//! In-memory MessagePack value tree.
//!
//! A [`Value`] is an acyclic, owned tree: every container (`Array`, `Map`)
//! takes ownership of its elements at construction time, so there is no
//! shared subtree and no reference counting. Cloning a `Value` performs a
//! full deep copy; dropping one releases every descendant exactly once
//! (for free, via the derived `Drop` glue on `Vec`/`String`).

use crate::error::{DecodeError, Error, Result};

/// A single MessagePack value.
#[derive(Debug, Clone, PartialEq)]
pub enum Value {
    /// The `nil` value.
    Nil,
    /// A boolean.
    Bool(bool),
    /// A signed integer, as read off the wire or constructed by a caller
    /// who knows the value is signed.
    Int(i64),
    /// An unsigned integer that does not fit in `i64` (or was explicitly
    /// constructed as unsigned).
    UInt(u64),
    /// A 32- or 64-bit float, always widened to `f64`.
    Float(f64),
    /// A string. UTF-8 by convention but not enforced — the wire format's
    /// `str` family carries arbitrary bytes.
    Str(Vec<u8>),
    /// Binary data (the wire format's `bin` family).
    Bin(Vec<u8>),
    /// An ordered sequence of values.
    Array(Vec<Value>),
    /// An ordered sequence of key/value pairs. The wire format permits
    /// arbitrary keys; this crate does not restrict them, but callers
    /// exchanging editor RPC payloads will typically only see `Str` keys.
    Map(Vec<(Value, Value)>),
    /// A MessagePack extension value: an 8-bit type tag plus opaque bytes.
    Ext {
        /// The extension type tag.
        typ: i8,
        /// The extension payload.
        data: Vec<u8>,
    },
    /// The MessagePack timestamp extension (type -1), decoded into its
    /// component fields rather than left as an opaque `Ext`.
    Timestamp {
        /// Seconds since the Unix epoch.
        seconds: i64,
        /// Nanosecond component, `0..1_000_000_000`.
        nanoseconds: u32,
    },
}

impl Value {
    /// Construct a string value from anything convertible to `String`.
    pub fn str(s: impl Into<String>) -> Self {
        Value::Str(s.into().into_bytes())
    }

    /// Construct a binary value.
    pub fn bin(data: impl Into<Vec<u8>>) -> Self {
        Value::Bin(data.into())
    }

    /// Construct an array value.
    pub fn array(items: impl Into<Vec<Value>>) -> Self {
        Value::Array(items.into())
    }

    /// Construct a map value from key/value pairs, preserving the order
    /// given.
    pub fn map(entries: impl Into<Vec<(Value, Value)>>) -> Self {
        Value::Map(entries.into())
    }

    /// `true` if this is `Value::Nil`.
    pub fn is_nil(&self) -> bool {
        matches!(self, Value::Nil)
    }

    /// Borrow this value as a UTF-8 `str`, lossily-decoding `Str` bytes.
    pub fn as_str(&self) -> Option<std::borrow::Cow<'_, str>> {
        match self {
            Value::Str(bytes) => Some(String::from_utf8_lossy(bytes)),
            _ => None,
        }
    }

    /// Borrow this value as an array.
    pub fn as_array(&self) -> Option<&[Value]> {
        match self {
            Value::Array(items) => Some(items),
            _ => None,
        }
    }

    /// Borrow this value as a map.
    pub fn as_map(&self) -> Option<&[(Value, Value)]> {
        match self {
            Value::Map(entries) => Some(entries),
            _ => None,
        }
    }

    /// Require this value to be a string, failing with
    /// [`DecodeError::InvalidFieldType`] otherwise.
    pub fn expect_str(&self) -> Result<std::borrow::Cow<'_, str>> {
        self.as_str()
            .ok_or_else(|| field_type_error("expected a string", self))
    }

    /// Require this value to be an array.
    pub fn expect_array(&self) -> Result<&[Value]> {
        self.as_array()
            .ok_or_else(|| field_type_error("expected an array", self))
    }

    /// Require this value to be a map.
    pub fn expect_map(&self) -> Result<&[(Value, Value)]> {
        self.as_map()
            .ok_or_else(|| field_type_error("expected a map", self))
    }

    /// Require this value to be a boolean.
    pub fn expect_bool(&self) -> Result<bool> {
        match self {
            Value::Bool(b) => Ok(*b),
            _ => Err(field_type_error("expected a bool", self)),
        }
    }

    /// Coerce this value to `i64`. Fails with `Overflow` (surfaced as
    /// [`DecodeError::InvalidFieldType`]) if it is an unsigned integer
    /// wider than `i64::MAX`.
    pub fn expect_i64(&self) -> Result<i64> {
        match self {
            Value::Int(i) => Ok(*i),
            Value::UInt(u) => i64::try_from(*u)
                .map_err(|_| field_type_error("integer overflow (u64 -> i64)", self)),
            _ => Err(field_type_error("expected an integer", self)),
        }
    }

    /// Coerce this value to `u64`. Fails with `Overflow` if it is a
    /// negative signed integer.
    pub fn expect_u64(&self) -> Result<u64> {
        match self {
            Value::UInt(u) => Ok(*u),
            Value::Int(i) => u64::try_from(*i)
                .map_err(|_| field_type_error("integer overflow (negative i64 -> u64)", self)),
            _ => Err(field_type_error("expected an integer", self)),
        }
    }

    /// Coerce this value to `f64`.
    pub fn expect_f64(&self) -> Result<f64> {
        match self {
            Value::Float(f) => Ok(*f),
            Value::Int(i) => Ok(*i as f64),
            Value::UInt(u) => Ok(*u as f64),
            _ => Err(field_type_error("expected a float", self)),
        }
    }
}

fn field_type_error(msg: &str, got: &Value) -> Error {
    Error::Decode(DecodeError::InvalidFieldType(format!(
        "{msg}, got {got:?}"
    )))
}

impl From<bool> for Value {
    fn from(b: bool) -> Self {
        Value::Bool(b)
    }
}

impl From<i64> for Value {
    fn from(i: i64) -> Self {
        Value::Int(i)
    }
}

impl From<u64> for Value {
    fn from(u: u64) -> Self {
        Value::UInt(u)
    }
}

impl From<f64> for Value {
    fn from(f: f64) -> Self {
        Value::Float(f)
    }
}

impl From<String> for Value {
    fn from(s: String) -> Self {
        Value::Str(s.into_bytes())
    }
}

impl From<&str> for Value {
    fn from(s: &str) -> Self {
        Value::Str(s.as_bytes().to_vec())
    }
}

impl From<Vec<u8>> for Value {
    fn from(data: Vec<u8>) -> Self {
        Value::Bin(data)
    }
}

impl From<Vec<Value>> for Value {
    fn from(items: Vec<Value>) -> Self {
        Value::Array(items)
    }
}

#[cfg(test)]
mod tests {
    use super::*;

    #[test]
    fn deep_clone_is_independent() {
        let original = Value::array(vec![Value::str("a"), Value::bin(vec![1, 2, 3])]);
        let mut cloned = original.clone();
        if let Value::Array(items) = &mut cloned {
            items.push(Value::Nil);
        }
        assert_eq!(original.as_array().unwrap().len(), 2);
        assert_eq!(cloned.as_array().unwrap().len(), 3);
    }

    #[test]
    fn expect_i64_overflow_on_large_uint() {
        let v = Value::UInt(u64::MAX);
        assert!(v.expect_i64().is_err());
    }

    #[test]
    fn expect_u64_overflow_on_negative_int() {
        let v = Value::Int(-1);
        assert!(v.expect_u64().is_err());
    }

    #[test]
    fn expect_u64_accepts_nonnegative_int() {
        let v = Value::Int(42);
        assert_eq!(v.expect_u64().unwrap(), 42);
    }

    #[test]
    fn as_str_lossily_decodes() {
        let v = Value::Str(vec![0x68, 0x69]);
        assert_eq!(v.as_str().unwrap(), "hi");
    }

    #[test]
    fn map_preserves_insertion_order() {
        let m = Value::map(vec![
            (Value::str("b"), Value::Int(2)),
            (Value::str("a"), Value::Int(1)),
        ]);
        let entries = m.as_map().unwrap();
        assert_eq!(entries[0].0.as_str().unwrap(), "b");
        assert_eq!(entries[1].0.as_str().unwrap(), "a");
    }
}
* * *
● Activity: All of the entries should be repeated word for word.

● Finished exercise:
//! In-memory MessagePack value tree.
//!
//! A [`Value`] is an acyclic, owned tree: every container (`Array`, `Map`)
//! takes ownership of its elements at construction time, so there is no
//! shared subtree and no reference counting. Cloning a `Value` performs a
//! full deep copy; dropping one releases every descendant exactly once
//! (for free, via the derived `Drop` glue on `Vec`/`String`).

use crate::error::{DecodeError, Error, Result};

/// A single MessagePack value.
#[derive(Debug, Clone, PartialEq)]
pub enum Value {
    /// The `nil` value.
    Nil,
    /// A boolean.
    Bool(bool),
    /// A signed integer, as read off the wire or constructed by a caller
    /// who knows the value is signed.
    Int(i64),
    /// An unsigned integer that does not fit in `i64` (or was explicitly
    /// constructed as unsigned).
    UInt(u64),
    /// A 32- or 64-bit float, always widened to `f64`.
    Float(f64),
    /// A string. UTF-8 by convention but not enforced — the wire format's
    /// `str` family carries arbitrary bytes.
    Str(Vec<u8>),
    /// Binary data (the wire format's `bin` family).
    Bin(Vec<u8>),
    /// An ordered sequence of values.
    Array(Vec<Value>),
    /// An ordered sequence of key/value pairs. The wire format permits
    /// arbitrary keys; this crate does not restrict them, but callers
    /// exchanging editor RPC payloads will typically only see `Str` keys.
    Map(Vec<(Value, Value)>),
    /// A MessagePack extension value: an 8-bit type tag plus opaque bytes.
    Ext {
        /// The extension type tag.
        typ: i8,
        /// The extension payload.
        data: Vec<u8>,
    },
    /// The MessagePack timestamp extension (type -1), decoded into its
    /// component fields rather than left as an opaque `Ext`.
    Timestamp {
        /// Seconds since the Unix epoch.
        seconds: i64,
        /// Nanosecond component, `0..1_000_000_000`.
        nanoseconds: u32,
    },
}

impl Value {
    /// Construct a string value from anything convertible to `String`.
    pub fn str(s: impl Into<String>) -> Self {
        Value::Str(s.into().into_bytes())
    }

    /// Construct a binary value.
    pub fn bin(data: impl Into<Vec<u8>>) -> Self {
        Value::Bin(data.into())
    }

    /// Construct an array value.
    pub fn array(items: impl Into<Vec<Value>>) -> Self {
        Value::Array(items.into())
    }

    /// Construct a map value from key/value pairs, preserving the order
    /// given.
    pub fn map(entries: impl Into<Vec<(Value, Value)>>) -> Self {
        Value::Map(entries.into())
    }

    /// `true` if this is `Value::Nil`.
    pub fn is_nil(&self) -> bool {
        matches!(self, Value::Nil)
    }

    /// Borrow this value as a UTF-8 `str`, lossily-decoding `Str` bytes.
    pub fn as_str(&self) -> Option<std::borrow::Cow<'_, str>> {
        match self {
            Value::Str(bytes) => Some(String::from_utf8_lossy(bytes)),
            _ => None,
        }
    }

    /// Borrow this value as an array.
    pub fn as_array(&self) -> Option<&[Value]> {
        match self {
            Value::Array(items) => Some(items),
            _ => None,
        }
    }

    /// Borrow this value as a map.
    pub fn as_map(&self) -> Option<&[(Value, Value)]> {
        match self {
            Value::Map(entries) => Some(entries),
            _ => None,
        }
    }

    /// Require this value to be a string, failing with
    /// [`DecodeError::InvalidFieldType`] otherwise.
    pub fn expect_str(&self) -> Result<std::borrow::Cow<'_, str>> {
        self.as_str()
            .ok_or_else(|| field_type_error("expected a string", self))
    }

    /// Require this value to be an array.
    pub fn expect_array(&self) -> Result<&[Value]> {
        self.as_array()
            .ok_or_else(|| field_type_error("expected an array", self))
    }

    /// Require this value to be a map.
    pub fn expect_map(&self) -> Result<&[(Value, Value)]> {
        self.as_map()
            .ok_or_else(|| field_type_error("expected a map", self))
    }

    /// Require this value to be a boolean.
    pub fn expect_bool(&self) -> Result<bool> {
        match self {
            Value::Bool(b) => Ok(*b),
            _ => Err(field_type_error("expected a bool", self)),
        }
    }

    /// Coerce this value to `i64`. Fails with `Overflow` (surfaced as
    /// [`DecodeError::InvalidFieldType`]) if it is an unsigned integer
    /// wider than `i64::MAX`.
    pub fn expect_i64(&self) -> Result<i64> {
        match self {
            Value::Int(i) => Ok(*i),
            Value::UInt(u) => i64::try_from(*u)
                .map_err(|_| field_type_error("integer overflow (u64 -> i64)", self)),
            _ => Err(field_type_error("expected an integer", self)),
        }
    }

    /// Coerce this value to `u64`. Fails with `Overflow` if it is a
    /// negative signed integer.
    pub fn expect_u64(&self) -> Result<u64> {
        match self {
            Value::UInt(u) => Ok(*u),
            Value::Int(i) => u64::try_from(*i)
                .map_err(|_| field_type_error("integer overflow (negative i64 -> u64)", self)),
            _ => Err(field_type_error("expected an integer", self)),
        }
    }

    /// Coerce this value to `f64`.
    pub fn expect_f64(&self) -> Result<f64> {
        match self {
            Value::Float(f) => Ok(*f),
            Value::Int(i) => Ok(*i as f64),
            Value::UInt(u) => Ok(*u as f64),
            _ => Err(field_type_error("expected a float", self)),
        }
    }
}

fn field_type_error(msg: &str, got: &Value) -> Error {
    Error::Decode(DecodeError::InvalidFieldType(format!(
        "{msg}, got {got:?}"
    )))
}

impl From<bool> for Value {
    fn from(b: bool) -> Self {
        Value::Bool(b)
    }
}

impl From<i64> for Value {
    fn from(i: i64) -> Self {
        Value::Int(i)
    }
}

impl From<u64> for Value {
    fn from(u: u64) -> Self {
        Value::UInt(u)
    }
}

impl From<f64> for Value {
    fn from(f: f64) -> Self {
        Value::Float(f)
    }
}

impl From<String> for Value {
    fn from(s: String) -> Self {
        Value::Str(s.into_bytes())
    }
}

impl From<&str> for Value {
    fn from(s: &str) -> Self {
        Value::Str(s.as_bytes().to_vec())
    }
}

impl From<Vec<u8>> for Value {
    fn from(data: Vec<u8>) -> Self {
        Value::Bin(data)
    }
}

impl From<Vec<Value>> for Value {
    fn from(items: Vec<Value>) -> Self {
        Value::Array(items)
    }
}

#[cfg(test)]
mod tests {
    use super::*;

    #[test]
    fn deep_clone_is_independent() {
        let original = Value::array(vec![Value::str("a"), Value::bin(vec![1, 2, 3])]);
        let mut cloned = original.clone();
        if let Value::Array(items) = &mut cloned {
            items.push(Value::Nil);
        }
        assert_eq!(original.as_array().unwrap().len(), 2);
        assert_eq!(cloned.as_array().unwrap().len(), 3);
    }

    #[test]
    fn expect_i64_overflow_on_large_uint() {
        let v = Value::UInt(u64::MAX);
        assert!(v.expect_i64().is_err());
    }

    #[test]
    fn expect_u64_overflow_on_negative_int() {
        let v = Value::Int(-1);
        assert!(v.expect_u64().is_err());
    }

    #[test]
    fn expect_u64_accepts_nonnegative_int() {
        let v = Value::Int(42);
        assert_eq!(v.expect_u64().unwrap(), 42);
    }

    #[test]
    fn as_str_lossily_decodes() {
        let v = Value::Str(vec![0x68, 0x69]);
        assert_eq!(v.as_str().unwrap(), "hi");
    }

    #[test]
    fn map_preserves_insertion_order() {
        let m = Value::map(vec![
            (Value::str("b"), Value::Int(2)),
            (Value::str("a"), Value::Int(1)),
        ]);
        let entries = m.as_map().unwrap();
        assert_eq!(entries[0].0.as_str().unwrap(), "b");
        assert_eq!(entries[1].0.as_str().unwrap(), "a");
    }
}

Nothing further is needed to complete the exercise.